Are there any wall types that can handle ellipsoidal particles such that the ellipsoid orientation is used to determine the separation distance between wall and particle?

Thanks,

David

Are there any wall types that can handle ellipsoidal particles such that the ellipsoid orientation is used to determine the separation distance between wall and particle?

Thanks,

David

Are there any wall types that can handle ellipsoidal particles such that the

ellipsoid orientation is used to determine the separation distance between

wall and particle?

nope. at least not in the official lammps distribution.

perhaps somebody on the list here has written one

and has the now the opportunity of his/her 15mins

of fame.

you could approximate it by a layer of spherical

particles, but that may be a bit costly...

axel.

Something like a fix wall/ellipsoid, similar to wall/colloid

would have to be added ...

Steve

Dear all,

I do not believe the fix I wrote will bring me even 1 min of fame...

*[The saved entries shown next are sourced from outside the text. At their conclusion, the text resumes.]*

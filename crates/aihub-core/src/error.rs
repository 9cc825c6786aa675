use std::path::PathBuf;
use thiserror::Error;

#[derive(Debug, Error)]
pub enum AihubError {
    #[error("command `{command}` failed with exit code {code}: {stderr}")]
    CommandFailed {
        command: String,
        code: i32,
        stderr: String,
    },

    #[error("required tool not found on PATH: {0}")]
    ToolMissing(&'static str),

    #[error("failed to clone manifest repository {url}: {detail}")]
    CloneFailed { url: String, detail: String },

    #[error("invalid operator bundle {path}: {detail}")]
    InvalidBundle { path: PathBuf, detail: String },

    #[error("malformed manifest {path}: {detail}")]
    MalformedManifest { path: PathBuf, detail: String },

    #[error("unexpected output from `{command}`: {detail}")]
    UnexpectedOutput { command: String, detail: String },

    #[error(transparent)]
    Io(#[from] std::io::Error),

    #[error(transparent)]
    Yaml(#[from] serde_yaml::Error),

    #[error(transparent)]
    Json(#[from] serde_json::Error),
}

impl AihubError {
    /// Exit code the process should terminate with for this error.
    ///
    /// A fatal command failure carries the failing command's own exit code;
    /// everything else is a plain failure.
    pub fn exit_code(&self) -> i32 {
        match self {
            AihubError::CommandFailed { code, .. } if *code > 0 => *code,
            _ => 1,
        }
    }
}

pub type Result<T> = std::result::Result<T, AihubError>;
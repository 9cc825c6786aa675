//! Operator bundle inspection and catalog build-context packing.
//!
//! A bundle is a `.tgz` of OLM manifests for one operator. Registration
//! unpacks it, reads the ClusterServiceVersion to learn the operator's
//! deployment name, and packs the kaniko build context that produces the
//! catalog image.

use std::fs::File;
use std::path::{Path, PathBuf};
use std::sync::OnceLock;

use flate2::read::GzDecoder;
use flate2::write::GzEncoder;
use flate2::Compression;
use regex::Regex;
use serde_yaml::Value;
use tar::{Archive, Builder};

use crate::error::{AihubError, Result};
use crate::io;

#[derive(Debug)]
pub struct OperatorBundle {
    root: PathBuf,
}

impl OperatorBundle {
    /// Unpack a bundle archive into `dest`.
    pub fn unpack(archive: &Path, dest: &Path) -> Result<Self> {
        io::ensure_dir(dest)?;
        let file = File::open(archive).map_err(|err| AihubError::InvalidBundle {
            path: archive.to_path_buf(),
            detail: err.to_string(),
        })?;
        let mut tar = Archive::new(GzDecoder::new(file));
        tar.unpack(dest).map_err(|err| AihubError::InvalidBundle {
            path: archive.to_path_buf(),
            detail: format!("not a gzipped tar archive: {err}"),
        })?;
        Ok(Self {
            root: dest.to_path_buf(),
        })
    }

    /// The ClusterServiceVersion manifest, wherever it sits in the bundle.
    pub fn csv_path(&self) -> Option<PathBuf> {
        find_file(&self.root, csv_re())
    }

    /// Name of the operator deployment declared by the CSV.
    pub fn deployment_name(&self) -> Result<String> {
        let csv = self.csv_path().ok_or_else(|| AihubError::InvalidBundle {
            path: self.root.clone(),
            detail: "no clusterserviceversion.yaml in bundle".to_string(),
        })?;
        let doc: Value = serde_yaml::from_str(&std::fs::read_to_string(&csv)?)?;
        doc.get("spec")
            .and_then(|v| v.get("install"))
            .and_then(|v| v.get("spec"))
            .and_then(|v| v.get("deployments"))
            .and_then(|v| v.get(0))
            .and_then(|v| v.get("name"))
            .and_then(Value::as_str)
            .map(str::to_string)
            .ok_or_else(|| AihubError::InvalidBundle {
                path: csv,
                detail: "csv does not declare spec.install.spec.deployments[0].name".to_string(),
            })
    }
}

/// Pack the kaniko Dockerfile and operators tree into a build-context tgz.
pub fn pack_build_context(kaniko_dir: &Path, out: &Path) -> Result<()> {
    let file = File::create(out)?;
    let encoder = GzEncoder::new(file, Compression::default());
    let mut builder = Builder::new(encoder);
    builder.append_path_with_name(kaniko_dir.join("Dockerfile"), "Dockerfile")?;
    builder.append_dir_all("operators", kaniko_dir.join("operators"))?;
    builder.into_inner()?.finish()?;
    Ok(())
}

static CSV_RE: OnceLock<Regex> = OnceLock::new();

fn csv_re() -> &'static Regex {
    CSV_RE.get_or_init(|| Regex::new(r"clusterserviceversion\.yaml$").unwrap())
}

fn find_file(root: &Path, pattern: &Regex) -> Option<PathBuf> {
    let entries = std::fs::read_dir(root).ok()?;
    for entry in entries.flatten() {
        let path = entry.path();
        if path.is_dir() {
            if let Some(found) = find_file(&path, pattern) {
                return Some(found);
            }
        } else if let Some(name) = path.file_name().and_then(|n| n.to_str()) {
            if pattern.is_match(name) {
                return Some(path);
            }
        }
    }
    None
}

However i wrote a fix to compute anisotropic ellipsoid-wall interactions.

Interaction between wall and ellipsoid particle can also be tuned to favor preferential anchoring.

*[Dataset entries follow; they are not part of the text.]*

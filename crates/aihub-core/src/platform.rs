//! Cluster platform capability set.
//!
//! The install sequence differs between plain Kubernetes and OpenShift in how
//! projects are created, cluster roles are granted, and pod security is
//! relaxed. The platform is selected once at startup; the flows ask it for
//! commands instead of branching at each call site.

use crate::runner::Cmd;

/// Cluster role binding created for the install namespace's default account.
pub const ADMIN_BINDING: &str = "add-on-cluster-admin-aihub";

#[derive(Debug, Clone, Copy, PartialEq, Eq)]
pub enum PlatformKind {
    Kubernetes,
    OpenShift,
}

pub trait ClusterPlatform {
    fn kind(&self) -> PlatformKind;

    /// Tool used to fetch and reapply cluster-generated manifests.
    fn admin_tool(&self) -> &'static str;

    /// Create the target namespace/project.
    fn new_project(&self, namespace: &str) -> Cmd;

    /// Bind cluster-admin to the default service account of `namespace`, so
    /// the operators can register and install further operators.
    fn admin_binding(&self, namespace: &str) -> Cmd;

    /// Grant a cluster role to a service account.
    fn grant_cluster_role(&self, role: &str, account: &str, namespace: Option<&str>) -> Cmd;

    /// Pod security grants required before the stack starts. SCCs are an
    /// OpenShift mechanism; plain Kubernetes has nothing to grant.
    fn scc_grants(&self) -> Vec<Cmd> {
        Vec::new()
    }
}

pub struct Kubernetes;

impl ClusterPlatform for Kubernetes {
    fn kind(&self) -> PlatformKind {
        PlatformKind::Kubernetes
    }

    fn admin_tool(&self) -> &'static str {
        "kubectl"
    }

    fn new_project(&self, namespace: &str) -> Cmd {
        Cmd::new("kubectl").args(["create", "namespace", namespace])
    }

    fn admin_binding(&self, namespace: &str) -> Cmd {
        Cmd::new("kubectl")
            .args(["create", "clusterrolebinding", ADMIN_BINDING])
            .arg("--clusterrole=cluster-admin")
            .arg(format!("--serviceaccount={namespace}:default"))
    }

    fn grant_cluster_role(&self, role: &str, account: &str, namespace: Option<&str>) -> Cmd {
        let namespace = namespace.unwrap_or("default");
        Cmd::new("kubectl")
            .args(["create", "clusterrolebinding"])
            .arg(format!("aihub-{account}-{role}"))
            .arg(format!("--clusterrole={role}"))
            .arg(format!("--serviceaccount={namespace}:{account}"))
    }
}

pub struct OpenShift;

impl ClusterPlatform for OpenShift {
    fn kind(&self) -> PlatformKind {
        PlatformKind::OpenShift
    }

    fn admin_tool(&self) -> &'static str {
        "oc"
    }

    fn new_project(&self, namespace: &str) -> Cmd {
        Cmd::new("oc").args(["new-project", namespace])
    }

    fn admin_binding(&self, _namespace: &str) -> Cmd {
        Cmd::new("oc").args([
            "adm",
            "policy",
            "add-cluster-role-to-user",
            "cluster-admin",
            "-z",
            "default",
        ])
    }

    fn grant_cluster_role(&self, role: &str, account: &str, namespace: Option<&str>) -> Cmd {
        let mut cmd = Cmd::new("oc")
            .args(["adm", "policy", "add-cluster-role-to-user", role])
            .args(["-z", account]);
        if let Some(namespace) = namespace {
            cmd = cmd.args(["-n", namespace]);
        }
        cmd
    }

    fn scc_grants(&self) -> Vec<Cmd> {
        let user = |scc: &str, account: &str| {
            Cmd::new("oc")
                .args(["adm", "policy", "add-scc-to-user", scc])
                .args(["-z", account])
        };
        let group = |scc: &str, group: &str| {
            Cmd::new("oc")
                .args(["adm", "policy", "add-scc-to-group", scc])
                .arg(group)
        };
        vec![
            user("privileged", "default"),
            user("anyuid", "ambassador"),
            user("anyuid", "default"),
            group("anyuid", "system:authenticated"),
            group("privileged", "system:serviceaccounts:kubeflow"),
        ]
    }
}

/// Select the platform implementation once at startup.
pub fn select(openshift: bool) -> Box<dyn ClusterPlatform> {
    if openshift {
        Box::new(OpenShift)
    } else {
        Box::new(Kubernetes)
    }
}
//! Repository pattern for database operations
//!
//! Provides a clean interface for all data access operations
//! with proper error handling.

use crate::db::models::*;
use crate::db::{BookStore, CatalogStore, DbPool};
use crate::errors::{AppError, Result};
use crate::status::BookStatus;
use async_trait::async_trait;
use chrono::{DateTime, Utc};
use sea_orm::sea_query::Expr;
use sea_orm::{
    ActiveModelTrait, ColumnTrait, DatabaseConnection, EntityTrait, QueryFilter, QueryOrder, Set,
};
use uuid::Uuid;

/// Repository for data access operations
#[derive(Clone)]
pub struct Repository {
    pool: DbPool,
}

impl Repository {
    /// Create a new repository with the given connection pool
    pub fn new(pool: DbPool) -> Self {
        Self { pool }
    }

    /// Get the read connection
    fn read_conn(&self) -> &DatabaseConnection {
        self.pool.read()
    }

    /// Get the write connection
    fn write_conn(&self) -> &DatabaseConnection {
        self.pool.write()
    }

    // ========================================================================
    // Campaign Operations
    // ========================================================================

    /// Find campaign by ID
    pub async fn find_campaign_by_id(&self, id: Uuid) -> Result<Option<Campaign>> {
        CampaignEntity::find_by_id(id)
            .one(self.read_conn())
            .await
            .map_err(Into::into)
    }

    /// List campaigns owned by a user, newest first
    pub async fn list_campaigns_by_user(&self, user_id: &str) -> Result<Vec<Campaign>> {
        CampaignEntity::find()
            .filter(CampaignColumn::UserId.eq(user_id))
            .order_by_desc(CampaignColumn::CreatedAt)
            .all(self.read_conn())
            .await
            .map_err(Into::into)
    }

    // ========================================================================
    // Book Operations
    // ========================================================================

    /// Find book by ID
    pub async fn find_book_by_id(&self, id: Uuid) -> Result<Option<Book>> {
        // Always read from primary: the ingestion guard must see the latest status.
        BookEntity::find_by_id(id)
            .one(self.write_conn())
            .await
            .map_err(Into::into)
    }

    /// Get books for a campaign
    pub async fn list_books_by_campaign(&self, campaign_id: Uuid) -> Result<Vec<Book>> {
        BookEntity::find()
            .filter(BookColumn::CampaignId.eq(campaign_id))
            .order_by_asc(BookColumn::UploadedAt)
            .all(self.read_conn())
            .await
            .map_err(Into::into)
    }

    /// Conditionally update a book's status in a single statement:
    ///
    /// `UPDATE books SET status = $to, status_changed_at = NOW()
    ///  WHERE id = $id AND status IN ($from...)`
    pub async fn transition_book_status(
        &self,
        id: Uuid,
        from: &[BookStatus],
        to: BookStatus,
    ) -> Result<bool> {
        let result = BookEntity::update_many()
            .col_expr(BookColumn::Status, Expr::value(to.as_str()))
            .col_expr(BookColumn::StatusChangedAt, Expr::current_timestamp().into())
            .filter(BookColumn::Id.eq(id))
            .filter(BookColumn::Status.is_in(from.iter().map(|s| s.as_str())))
            .exec(self.write_conn())
            .await?;

        Ok(result.rows_affected == 1)
    }

    /// Books claimed for processing before `older_than` and never finished.
    ///
    /// Candidates for an operator reconciliation sweep; this never mutates.
    pub async fn find_stale_processing(&self, older_than: DateTime<Utc>) -> Result<Vec<Book>> {
        BookEntity::find()
            .filter(BookColumn::Status.eq(BookStatus::Processing.as_str()))
            .filter(BookColumn::StatusChangedAt.lt(older_than))
            .order_by_asc(BookColumn::StatusChangedAt)
            .all(self.read_conn())
            .await
            .map_err(Into::into)
    }
}

#[async_trait]
impl BookStore for Repository {
    async fn get_book(&self, id: Uuid) -> Result<Option<Book>> {
        self.find_book_by_id(id).await
    }

    async fn transition_status(
        &self,
        id: Uuid,
        from: &[BookStatus],
        to: BookStatus,
    ) -> Result<bool> {
        self.transition_book_status(id, from, to).await
    }
}

#[async_trait]
impl CatalogStore for Repository {
    async fn find_campaign(&self, id: Uuid) -> Result<Option<Campaign>> {
        self.find_campaign_by_id(id).await
    }

    async fn list_campaigns(&self, user_id: &str) -> Result<Vec<Campaign>> {
        self.list_campaigns_by_user(user_id).await
    }

    async fn insert_campaign(&self, campaign: Campaign) -> Result<Campaign> {
        let active = CampaignActiveModel {
            id: Set(campaign.id),
            name: Set(campaign.name),
            description: Set(campaign.description),
            system: Set(campaign.system),
            created_at: Set(campaign.created_at),
            user_id: Set(campaign.user_id),
        };

        active.insert(self.write_conn()).await.map_err(Into::into)
    }

    async fn save_campaign(&self, campaign: Campaign) -> Result<Campaign> {
        let existing = CampaignEntity::find_by_id(campaign.id)
            .one(self.write_conn())
            .await?
            .ok_or_else(|| AppError::CampaignNotFound {
                id: campaign.id.to_string(),
            })?;

        let mut active: CampaignActiveModel = existing.into();
        active.name = Set(campaign.name);
        active.description = Set(campaign.description);
        active.system = Set(campaign.system);

        active.update(self.write_conn()).await.map_err(Into::into)
    }

    async fn delete_campaign(&self, id: Uuid) -> Result<bool> {
        let result = CampaignEntity::delete_by_id(id)
            .exec(self.write_conn())
            .await?;

        Ok(result.rows_affected > 0)
    }

    async fn insert_book(&self, book: Book) -> Result<Book> {
        let active = BookActiveModel {
            id: Set(book.id),
            file_name: Set(book.file_name),
            storage_locator: Set(book.storage_locator),
            status: Set(book.status),
            uploaded_at: Set(book.uploaded_at),
            status_changed_at: Set(book.status_changed_at),
            campaign_id: Set(book.campaign_id),
        };

        active.insert(self.write_conn()).await.map_err(Into::into)
    }

    async fn list_books(&self, campaign_id: Uuid) -> Result<Vec<Book>> {
        self.list_books_by_campaign(campaign_id).await
    }

    async fn delete_book(&self, id: Uuid) -> Result<bool> {
        let result = BookEntity::delete_by_id(id)
            .exec(self.write_conn())
            .await?;

        Ok(result.rows_affected > 0)
    }
}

Potential is derived from a 9-3 "Gay Berne" potential.

Derivatives (forces and torques) are calculated following Brenner and Gajdos, Can. J. Chem. 59 p2004-2018 (1980)

I do not promess the fix is bug free.

To use it the syntax is

fix ID group-ID wall/regiongb region-ID Eps_a Eps_b Eps_c EpsilonWall cutoff sigma gamma

where Eps a Eps b Eps c stand for the interaction anisotropy (like in GB potential)

EpsilonWall is the strength factor between wall and particle

cutoff is cutoff

sigma is the size of the pseudo particles of the wall (in sigma 0 unit)

and gamma is the same as for GB potential

If lammps developpers find this (small) piece of code of interest, i can rewrite/change some parts to make it cleaner.

Rémi

fix_wall_region_gb.cpp (14.8 KB)

fix_wall_region_gb.h (2.01 KB)

Dear all,

I do not believe the fix I wrote will bring me even 1 min of fame...

You will always be famous in my eyes.

However i wrote a fix to compute anisotropic ellipsoid-wall interactions.

Interaction between wall and ellipsoid particle can also be tuned to favor

preferential anchoring.

Do you want to post a picture of what you mean?

Hi,

May be my explanations were unclear.

Starting from a biaxial ellipsoidal particles of shape sigma_a sigma_b, sigma_c (in the plots shape is (0.1,0.5,1.0)) and a semi infinite wall, the position of the potential minimum will depend of the face orthogonal to the wall.

But you can also specify different interaction between faces and wall, and hence obtaining preferential anchoring.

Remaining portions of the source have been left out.